[Data extracted from a collection]
★ ★ ★ ★ ★
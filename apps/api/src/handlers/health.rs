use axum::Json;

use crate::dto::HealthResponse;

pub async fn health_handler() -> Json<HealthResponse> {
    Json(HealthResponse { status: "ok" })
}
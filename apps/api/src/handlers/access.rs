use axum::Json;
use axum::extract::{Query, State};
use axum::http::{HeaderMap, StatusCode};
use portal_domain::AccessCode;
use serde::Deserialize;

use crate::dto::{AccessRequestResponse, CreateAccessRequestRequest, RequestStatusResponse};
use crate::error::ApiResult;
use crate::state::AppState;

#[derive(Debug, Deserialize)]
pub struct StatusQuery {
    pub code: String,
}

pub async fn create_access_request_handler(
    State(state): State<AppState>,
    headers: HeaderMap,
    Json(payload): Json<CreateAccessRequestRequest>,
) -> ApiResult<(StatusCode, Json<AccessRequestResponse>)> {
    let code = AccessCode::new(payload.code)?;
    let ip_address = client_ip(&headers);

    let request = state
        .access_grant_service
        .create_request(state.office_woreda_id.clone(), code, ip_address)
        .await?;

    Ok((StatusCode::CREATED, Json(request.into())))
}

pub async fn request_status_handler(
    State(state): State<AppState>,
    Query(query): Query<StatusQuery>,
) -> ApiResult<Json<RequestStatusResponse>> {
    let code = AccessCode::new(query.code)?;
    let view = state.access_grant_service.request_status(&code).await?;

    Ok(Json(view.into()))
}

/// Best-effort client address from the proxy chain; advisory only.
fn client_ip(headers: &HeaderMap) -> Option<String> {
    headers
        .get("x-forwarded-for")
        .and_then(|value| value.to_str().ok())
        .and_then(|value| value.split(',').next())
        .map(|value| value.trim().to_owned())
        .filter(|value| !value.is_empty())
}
★ ★ ★ ★ ★
YOUR OBJECTIVE: Could you restate word for word the lines above, from the one that contains "use crate::dto::HealthResponse;" through the one that contains "use serde::Deserialize;", and no others?

SOLUTION TO THE EXERCISE:
use crate::dto::HealthResponse;

pub async fn health_handler() -> Json<HealthResponse> {
    Json(HealthResponse { status: "ok" })
}
filename apps/api/src/handlers/access.rs
use axum::Json;
use axum::extract::{Query, State};
use axum::http::{HeaderMap, StatusCode};
use portal_domain::AccessCode;
use serde::Deserialize;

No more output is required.